Harnham, San Francisco, CA, United States

Data Engineer

1 Year Contract

Hybrid (2 Days Onsite)

$75-85/hr

We are partnered with a leading beauty retailer, delivering innovative and personalized beauty experiences to their customers. We are looking for a highly skilled Data Engineer to join the team and help enhance our data platforms and analytics capabilities. You will work with cutting-edge technologies to process large volumes of data, integrate machine learning models, and build scalable data pipelines that will power our e-commerce platforms and improve customer experiences.

Role Overview

As a data engineer, you will play a key role in shaping and implementing our data strategy. You will be responsible for leading the development and deployment of data processing pipelines, driving machine learning model integration, and ensuring high-quality, scalable, and reliable data platforms.

Key Responsibilities

Drive the design, implementation, and optimization of data pipelines for heavy-volume data processing, including ETL workflows using Spark and Python.
Build and enhance large-scale data platforms, data lakes, and data warehouses using technologies like Databricks and Delta Lake.
Oversee the integration of machine learning models into production systems.

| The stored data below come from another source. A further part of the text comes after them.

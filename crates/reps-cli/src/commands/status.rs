//! Status command for today's progress at a glance.

use std::io::Write;

use anyhow::Result;
use chrono::NaiveDate;

use reps_core::Goal;
use reps_db::Database;

use crate::commands::report::progress_bar;

pub fn run<W: Write>(writer: &mut W, db: &Database, goal: Goal, today: NaiveDate) -> Result<()> {
    let today_count = db.count_on(today)?;
    let stats = db.stats()?;

    writeln!(writer, "Reps for {}", today.format("%A, %b %-d, %Y"))?;
    writeln!(
        writer,
        "Today: {today_count} / {goal} reps  {}",
        progress_bar(today_count, goal.get())
    )?;
    if goal.is_met(today_count) {
        writeln!(writer, "Goal reached!")?;
    }
    writeln!(
        writer,
        "Streak: {} days (best {})",
        stats.current_streak, stats.best_streak
    )?;
    writeln!(writer, "Total: {} reps", stats.total_count)?;

    Ok(())
}
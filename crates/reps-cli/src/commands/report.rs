//! Report command for summarizing counts over time.
//!
//! This module implements `reps report`: a dense trailing week, the
//! running totals and streaks, and the rolling average over active days.

use std::fmt::Write;

use anyhow::Result;
use chrono::{DateTime, Duration, NaiveDate, Utc};
use serde::Serialize;

use reps_core::{DayExport, Goal, average_over_window, dense_week};
use reps_db::Database;

/// Computed report data.
#[derive(Debug)]
pub struct ReportData {
    pub generated_at: DateTime<Utc>,
    pub today: NaiveDate,
    pub timezone: String,
    pub goal: u32,
    pub window_days: u32,
    pub average: u32,
    pub total_count: u64,
    pub current_streak: u32,
    pub best_streak: u32,
    pub week: Vec<DayExport>,
}

// ========== Progress Bar ==========

/// Generates a 10-character progress bar of `count` against `goal`.
/// Non-zero counts under 5% of goal get a single block for visibility.
#[allow(clippy::cast_possible_truncation, clippy::cast_sign_loss)]
pub fn progress_bar(count: u32, goal: u32) -> String {
    if goal == 0 {
        return "░░░░░░░░░░".to_string();
    }

    let ratio = f64::from(count) / f64::from(goal);
    let filled = if ratio < 0.05 && count > 0 {
        1
    } else {
        // Counts past the goal clamp to a full bar
        (ratio * 10.0).round().min(10.0) as usize
    };

    let empty = 10 - filled;
    format!("{}{}", "█".repeat(filled), "░".repeat(empty))
}

// ========== Report Generation ==========

/// Generates report data from the database.
pub fn generate_report_data(
    db: &Database,
    goal: Goal,
    today: NaiveDate,
    window_days: u32,
    generated_at: DateTime<Utc>,
) -> Result<ReportData> {
    let stats = db.stats()?;
    let average = average_over_window(db, today, window_days)?;
    let records = db.range(today - Duration::days(6), today + Duration::days(1))?;
    let week = dense_week(today, &records, goal);

    let timezone = iana_time_zone::get_timezone().unwrap_or_else(|_| "UTC".to_string());

    Ok(ReportData {
        generated_at,
        today,
        timezone,
        goal: goal.get(),
        window_days,
        average,
        total_count: stats.total_count,
        current_streak: stats.current_streak,
        best_streak: stats.best_streak,
        week,
    })
}

/// Pluralizes a day count for display.
fn format_days(days: u32) -> String {
    if days == 1 {
        "1 day".to_string()
    } else {
        format!("{days} days")
    }
}

/// Formats the human-readable report output.
pub fn format_report(data: &ReportData) -> String {
    let mut output = String::new();

    writeln!(output, "REP REPORT: {}", data.today.format("%A, %b %-d, %Y")).unwrap();
    writeln!(output, "Timezone: {}", data.timezone).unwrap();

    if data.total_count == 0 {
        writeln!(output).unwrap();
        writeln!(output, "No reps recorded yet.").unwrap();
        writeln!(output).unwrap();
        writeln!(
            output,
            "Hint: Run 'reps monitor' to start a session, or 'reps add' to count one by hand."
        )
        .unwrap();
        return output;
    }

    // LAST 7 DAYS section
    writeln!(output).unwrap();
    writeln!(output, "LAST 7 DAYS").unwrap();
    writeln!(output, "───────────").unwrap();
    for day in &data.week {
        let bar = progress_bar(day.count, day.goal);
        let marker = if day.count >= day.goal { " ✓" } else { "" };
        writeln!(
            output,
            "{} {:>4}  {bar}{marker}",
            day.date.format("%a %b %e"),
            day.count
        )
        .unwrap();
    }

    // SUMMARY section
    writeln!(output).unwrap();
    writeln!(output, "SUMMARY").unwrap();
    writeln!(output, "───────").unwrap();
    writeln!(output, "Daily goal:     {} reps", data.goal).unwrap();
    writeln!(output, "Total reps:     {}", data.total_count).unwrap();
    writeln!(output, "Current streak: {}", format_days(data.current_streak)).unwrap();
    writeln!(output, "Best streak:    {}", format_days(data.best_streak)).unwrap();
    writeln!(
        output,
        "Daily average:  {} reps per active day (last {} days)",
        data.average, data.window_days
    )
    .unwrap();

    output
}

// ========== JSON Output ==========

/// JSON report structure.
#[derive(Debug, Serialize)]
pub struct JsonReport {
    pub generated_at: String,
    pub timezone: String,
    pub today: String,
    pub goal: u32,
    pub totals: JsonTotals,
    pub average: JsonAverage,
    pub last_7_days: Vec<JsonDay>,
}

#[derive(Debug, Serialize)]
pub struct JsonTotals {
    pub total_count: u64,
    pub current_streak: u32,
    pub best_streak: u32,
}

#[derive(Debug, Serialize)]
pub struct JsonAverage {
    pub window_days: u32,
    pub reps_per_active_day: u32,
}

#[derive(Debug, Serialize)]
pub struct JsonDay {
    pub date: String,
    pub count: u32,
    pub goal_met: bool,
}

/// Formats report data as JSON.
pub fn format_report_json(data: &ReportData) -> Result<String> {
    let report = JsonReport {
        generated_at: data.generated_at.to_rfc3339(),
        timezone: data.timezone.clone(),
        today: data.today.format("%Y-%m-%d").to_string(),
        goal: data.goal,
        totals: JsonTotals {
            total_count: data.total_count,
            current_streak: data.current_streak,
            best_streak: data.best_streak,
        },
        average: JsonAverage {
            window_days: data.window_days,
            reps_per_active_day: data.average,
        },
        last_7_days: data
            .week
            .iter()
            .map(|day| JsonDay {
                date: day.date.format("%Y-%m-%d").to_string(),
                count: day.count,
                goal_met: day.count >= day.goal,
            })
            .collect(),
    };

    Ok(serde_json::to_string_pretty(&report)?)
}

// ========== Public Interface ==========

/// Runs the report command.
pub fn run(db: &Database, goal: Goal, today: NaiveDate, window_days: u32, json: bool) -> Result<()> {
    anyhow::ensure!(window_days > 0, "average window must be at least 1 day");

    let generated_at = Utc::now();
    let data = generate_report_data(db, goal, today, window_days, generated_at)?;

    if json {
        let output = format_report_json(&data)?;
        println!("{output}");
    } else {
        let output = format_report(&data);
        print!("{output}");
    }

    Ok(())
}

Work through all phases of model development, including data preprocessing, feature engineering, and model deployment.
Ensure near-real-time, batch, and real-time data pipelines are efficient, accurate, and meet the required performance metrics.
Work hands-on with deep learning frameworks such as PyTorch, TensorFlow, and Keras to integrate ML models in a production environment.

Required Skills and Experience

8-10 years of experience in data engineering, data processing, data platforms, or equivalent.
Strong proficiency in Python and Spark (5+ years of hands-on experience) for building scalable ETL workflows and data pipelines.
Hands-on experience in ETL workflows using Spark and Python.
Designing and implementing large-scale data processing pipelines for batch and real-time data flows.
Building and deploying ML models in a production environment, with expertise in data preprocessing, feature engineering, and model engineering.
Experience with Databricks or similar data platforms for managing and processing large-scale data workflows.